◆ **Activity**
Copy out exactly the stretch of the listing below that begins at the line containing "assert_eq!(legacy_raw_role(2, DiskState::FAULTY |" and ends at the line containing "2, false), Ok(DiskRole::NumberedSlot(1)));", and copy nothing outside it.

-- Dataset follows --

//! Disk role and state decoding.
//!
//! A role is a 16-bit value where small numbers are slot indices and the top
//! of the range holds sentinels. Once decoded, roles are always carried as a
//! [`DiskRole`] so a sentinel can never be mistaken for a slot number.

use std::fmt;

use serde::{Deserialize, Serialize};
use tracing::debug;

use crate::error::{CodecError, CodecResult};
use crate::flags::DiskState;
use crate::layout::{MD_DISK_ROLE_FAULTY, MD_DISK_ROLE_JOURNAL, MD_DISK_ROLE_MAX, MD_DISK_ROLE_SPARE};

/// Logical function of a member device.
#[derive(Debug, Clone, Copy, PartialEq, Eq, Hash, Serialize, Deserialize)]
pub enum DiskRole {
    /// Hot spare, not part of the active set.
    Spare,
    /// Failed member.
    Faulty,
    /// RAID4/5/6 write journal.
    Journal,
    /// Replacement being rebuilt into the given slot.
    Replacement(u16),
    /// Active member in the given slot.
    NumberedSlot(u16),
}

impl DiskRole {
    /// Slot index for roles that occupy one.
    pub fn slot(&self) -> Option<u16> {
        match self {
            DiskRole::NumberedSlot(n) | DiskRole::Replacement(n) => Some(*n),
            _ => None,
        }
    }
}

impl fmt::Display for DiskRole {
    fn fmt(&self, f: &mut fmt::Formatter<'_>) -> fmt::Result {
        match self {
            DiskRole::Spare => write!(f, "spare"),
            DiskRole::Faulty => write!(f, "faulty"),
            DiskRole::Journal => write!(f, "journal"),
            DiskRole::Replacement(n) => write!(f, "Replacement device {}", n),
            DiskRole::NumberedSlot(n) => write!(f, "Active device {}", n),
        }
    }
}

/// Maps a raw role and a legacy state word to a [`DiskRole`].
///
/// Total over all inputs: roles in the unassigned band `0xff00..=0xfffc`
/// decode as [`DiskRole::Faulty`].
pub fn decode_role_state(raw_role: u16, raw_state_flags: u32) -> DiskRole {
    let state = DiskState::from_bits_retain(raw_state_flags);
    match raw_role {
        MD_DISK_ROLE_JOURNAL => DiskRole::Journal,
        MD_DISK_ROLE_FAULTY => DiskRole::Faulty,
        MD_DISK_ROLE_SPARE => DiskRole::Spare,
        n if n < MD_DISK_ROLE_MAX && state.contains(DiskState::REPLACEMENT) => DiskRole::Replacement(n),
        n if n < MD_DISK_ROLE_MAX => DiskRole::NumberedSlot(n),
        _ => DiskRole::Faulty,
    }
}

/// Like [`decode_role_state`], but rejects the unassigned band with
/// [`CodecError::InvalidRole`].
pub fn decode_role_state_strict(raw_role: u16, raw_state_flags: u32) -> CodecResult<DiskRole> {
    if (MD_DISK_ROLE_MAX..MD_DISK_ROLE_JOURNAL).contains(&raw_role) {
        debug!(raw_role, "role in reserved band");
        return Err(CodecError::InvalidRole {
            raw_role,
            reason: "reserved role band",
        });
    }
    Ok(decode_role_state(raw_role, raw_state_flags))
}

/// Inverse of [`decode_role_state`]: the raw role and the state bits that
/// describe `role`.
pub fn encode_role_state(role: DiskRole) -> (u16, u32) {
    match role {
        DiskRole::Spare => (MD_DISK_ROLE_SPARE, 0),
        DiskRole::Faulty => (MD_DISK_ROLE_FAULTY, DiskState::FAULTY.bits()),
        DiskRole::Journal => (MD_DISK_ROLE_JOURNAL, DiskState::JOURNAL.bits()),
        DiskRole::Replacement(n) => (n, (DiskState::ACTIVE | DiskState::REPLACEMENT).bits()),
        DiskRole::NumberedSlot(n) => (n, (DiskState::ACTIVE | DiskState::SYNC).bits()),
    }
}

/// Raw role of a 0.90 descriptor, derived from its slot index and state word.
///
/// Faulty and journal bits win; an active or in-sync disk takes its slot;
/// anything else is a spare. Slot indices the 16-bit role space cannot hold
/// map to [`MD_DISK_ROLE_MAX`].
pub fn legacy_raw_role(raid_disk: u32, state: DiskState) -> u16 {
    if state.contains(DiskState::FAULTY) {
        MD_DISK_ROLE_FAULTY
    } else if state.contains(DiskState::JOURNAL) {
        MD_DISK_ROLE_JOURNAL
    } else if state.intersects(DiskState::ACTIVE | DiskState::SYNC) {
        u16::try_from(raid_disk)
            .ok()
            .filter(|&n| n < MD_DISK_ROLE_MAX)
            .unwrap_or(MD_DISK_ROLE_MAX)
    } else {
        MD_DISK_ROLE_SPARE
    }
}

/// Decodes a role and demotes a slot at or past `raid_disks` to
/// [`DiskRole::Spare`], which is what the kernel does with such members.
pub fn lenient_role(raw_role: u16, state: DiskState, raid_disks: u32) -> DiskRole {
    let role = decode_role_state(raw_role, state.bits());
    match role.slot() {
        Some(n) if n as u32 >= raid_disks => {
            debug!(slot = n, raid_disks, "demoting slot role beyond raid disk count");
            DiskRole::Spare
        }
        _ => role,
    }
}

/// Decodes a role and holds slot roles to the array's raid-disk count.
///
/// Without `strict` this is [`lenient_role`] and never fails. With `strict`
/// set, an out-of-range slot and the reserved band both fail with
/// [`CodecError::InvalidRole`].
pub fn bounded_role(raw_role: u16, state: DiskState, raid_disks: u32, strict: bool) -> CodecResult<DiskRole> {
    if !strict {
        return Ok(lenient_role(raw_role, state, raid_disks));
    }
    let role = decode_role_state_strict(raw_role, state.bits())?;
    match role.slot() {
        Some(n) if n as u32 >= raid_disks => {
            debug!(slot = n, raid_disks, "slot role beyond raid disk count");
            Err(CodecError::InvalidRole {
                raw_role,
                reason: "slot beyond raid disk count",
            })
        }
        _ => Ok(role),
    }
}

/// Semantic status of a member: its role plus the state bits that qualify it.
#[derive(Debug, Clone, Copy, PartialEq, Eq, Serialize, Deserialize)]
pub struct DiskStatus {
    /// Decoded role.
    pub role: DiskRole,
    /// State bits (legacy word, or synthesized for 1.x members).
    pub state: DiskState,
}

impl DiskStatus {
    /// Creates a status from a role and state bits.
    pub fn new(role: DiskRole, state: DiskState) -> Self {
        Self { role, state }
    }

    /// Member has failed.
    pub fn is_faulty(&self) -> bool {
        self.role == DiskRole::Faulty || self.state.contains(DiskState::FAULTY)
    }

    /// Member is running, in sync or not.
    pub fn is_active(&self) -> bool {
        !self.is_faulty() && (self.role.slot().is_some() || self.state.contains(DiskState::ACTIVE))
    }

    /// Member holds current data for its slot.
    pub fn is_in_sync(&self) -> bool {
        matches!(self.role, DiskRole::NumberedSlot(_)) && self.state.contains(DiskState::SYNC)
    }

    /// Member is a spare.
    pub fn is_spare(&self) -> bool {
        self.role == DiskRole::Spare
    }

    /// Member is the write journal.
    pub fn is_journal(&self) -> bool {
        self.role == DiskRole::Journal
    }

    /// Member is replacing another in its slot.
    pub fn is_replacement(&self) -> bool {
        matches!(self.role, DiskRole::Replacement(_))
    }

    /// Member should only be written.
    pub fn is_write_mostly(&self) -> bool {
        self.state.contains(DiskState::WRITE_MOSTLY)
    }

    /// Member uses fail-fast I/O.
    pub fn is_fail_fast(&self) -> bool {
        self.state.contains(DiskState::FAIL_FAST)
    }

    /// Member was removed from the array.
    pub fn is_removed(&self) -> bool {
        self.state.contains(DiskState::REMOVED)
    }

    /// Member is a candidate awaiting cluster confirmation.
    pub fn is_candidate(&self) -> bool {
        self.state.contains(DiskState::CANDIDATE)
    }
}

#[cfg(test)]
mod tests {
    use super::*;

    #[test]
    fn test_sentinels() {
        assert_eq!(decode_role_state(0xfffd, 0), DiskRole::Journal);
        assert_eq!(decode_role_state(0xfffe, 0), DiskRole::Faulty);
        assert_eq!(decode_role_state(0xffff, 0), DiskRole::Spare);
        // Sentinels ignore the replacement bit.
        let repl = DiskState::REPLACEMENT.bits();
        assert_eq!(decode_role_state(0xffff, repl), DiskRole::Spare);
    }

    #[test]
    fn test_numbered_and_replacement() {
        assert_eq!(decode_role_state(0, 0), DiskRole::NumberedSlot(0));
        assert_eq!(decode_role_state(17, 0), DiskRole::NumberedSlot(17));
        assert_eq!(
            decode_role_state(3, DiskState::REPLACEMENT.bits()),
            DiskRole::Replacement(3)
        );
        assert_eq!(decode_role_state(0xfeff, 0), DiskRole::NumberedSlot(0xfeff));
    }

    #[test]
    fn test_reserved_band_degrades_to_faulty() {
        for raw in [0xff00u16, 0xff01, 0xfff0, 0xfffc] {
            assert_eq!(decode_role_state(raw, 0xdead_beef), DiskRole::Faulty);
            assert!(matches!(
                decode_role_state_strict(raw, 0),
                Err(CodecError::InvalidRole { .. })
            ));
        }
        assert_eq!(decode_role_state_strict(0xfffd, 0), Ok(DiskRole::Journal));
    }

    #[test]
    fn test_encode_is_left_inverse() {
        let roles = [
            DiskRole::Spare,
            DiskRole::Faulty,
            DiskRole::Journal,
            DiskRole::Replacement(0),
            DiskRole::Replacement(0xfeff),
            DiskRole::NumberedSlot(0),
            DiskRole::NumberedSlot(26),
        ];
        for role in roles {
            let (raw, state) = encode_role_state(role);
            assert_eq!(decode_role_state(raw, state), role);
        }
    }

    #[test]
    fn test_legacy_raw_role() {
        let sync = DiskState::ACTIVE | DiskState::SYNC;
        assert_eq!(legacy_raw_role(2, sync), 2);
        assert_eq!(legacy_raw_role(2, DiskState::FAULTY | sync), MD_DISK_ROLE_FAULTY);
        assert_eq!(legacy_raw_role(2, DiskState::JOURNAL), MD_DISK_ROLE_JOURNAL);
        assert_eq!(legacy_raw_role(5, DiskState::empty()), MD_DISK_ROLE_SPARE);
        assert_eq!(legacy_raw_role(0x1_0000, sync), MD_DISK_ROLE_MAX);
    }

    #[test]
    fn test_bounded_role_demotes_out_of_range_slot() {
        let sync = DiskState::ACTIVE | DiskState::SYNC;
        assert_eq!(bounded_role(1, sync, 2, false), Ok(DiskRole::NumberedSlot(1)));
        assert_eq!(bounded_role(2, sync, 2, false), Ok(DiskRole::Spare));
        assert!(matches!(
            bounded_role(2, sync, 2, true),
            Err(CodecError::InvalidRole { raw_role: 2, .. })
        ));
        assert_eq!(bounded_role(0xffff, sync, 0, true), Ok(DiskRole::Spare));
    }

    #[test]
    fn test_lenient_role_never_fails() {
        let sync = DiskState::ACTIVE | DiskState::SYNC;
        assert_eq!(lenient_role(1, sync, 2), DiskRole::NumberedSlot(1));
        assert_eq!(lenient_role(2, sync, 2), DiskRole::Spare);
        assert_eq!(lenient_role(0xff10, sync, 2), DiskRole::Faulty);
        for raw in [0u16, 2, 0xfeff, 0xff00, 0xfffc, 0xfffd, 0xffff] {
            assert_eq!(bounded_role(raw, sync, 2, false), Ok(lenient_role(raw, sync, 2)));
        }
    }

    #[test]
    fn test_status_predicates() {
        let status = DiskStatus::new(
            DiskRole::NumberedSlot(0),
            DiskState::ACTIVE | DiskState::SYNC | DiskState::WRITE_MOSTLY,
        );
        assert!(status.is_active());
        assert!(status.is_in_sync());
        assert!(status.is_write_mostly());
        assert!(!status.is_fail_fast());
        assert!(!status.is_spare());

        let faulty = DiskStatus::new(DiskRole::Faulty, DiskState::FAULTY | DiskState::REMOVED);
        assert!(faulty.is_faulty());
        assert!(!faulty.is_active());
        assert!(faulty.is_removed());

        let repl = DiskStatus::new(DiskRole::Replacement(1), DiskState::ACTIVE | DiskState::REPLACEMENT);
        assert!(repl.is_replacement());
        assert!(!repl.is_in_sync());

        let cand = DiskStatus::new(DiskRole::Spare, DiskState::CANDIDATE);
        assert!(cand.is_candidate());
        assert!(cand.is_spare());
        assert!(DiskStatus::new(DiskRole::Journal, DiskState::JOURNAL).is_journal());
    }

    #[test]
    fn test_display_matches_examine_wording() {
        assert_eq!(DiskRole::NumberedSlot(1).to_string(), "Active device 1");
        assert_eq!(DiskRole::Spare.to_string(), "spare");
        assert_eq!(DiskRole::Faulty.to_string(), "faulty");
        assert_eq!(DiskRole::Journal.to_string(), "journal");
        assert_eq!(DiskRole::Replacement(0).to_string(), "Replacement device 0");
    }
}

-- Dataset concluded --

◆ **Exercise output**
        assert_eq!(legacy_raw_role(2, DiskState::FAULTY | sync), MD_DISK_ROLE_FAULTY);
        assert_eq!(legacy_raw_role(2, DiskState::JOURNAL), MD_DISK_ROLE_JOURNAL);
        assert_eq!(legacy_raw_role(5, DiskState::empty()), MD_DISK_ROLE_SPARE);
        assert_eq!(legacy_raw_role(0x1_0000, sync), MD_DISK_ROLE_MAX);
    }

    #[test]
    fn test_bounded_role_demotes_out_of_range_slot() {
        let sync = DiskState::ACTIVE | DiskState::SYNC;
        assert_eq!(bounded_role(1, sync, 2, false), Ok(DiskRole::NumberedSlot(1)));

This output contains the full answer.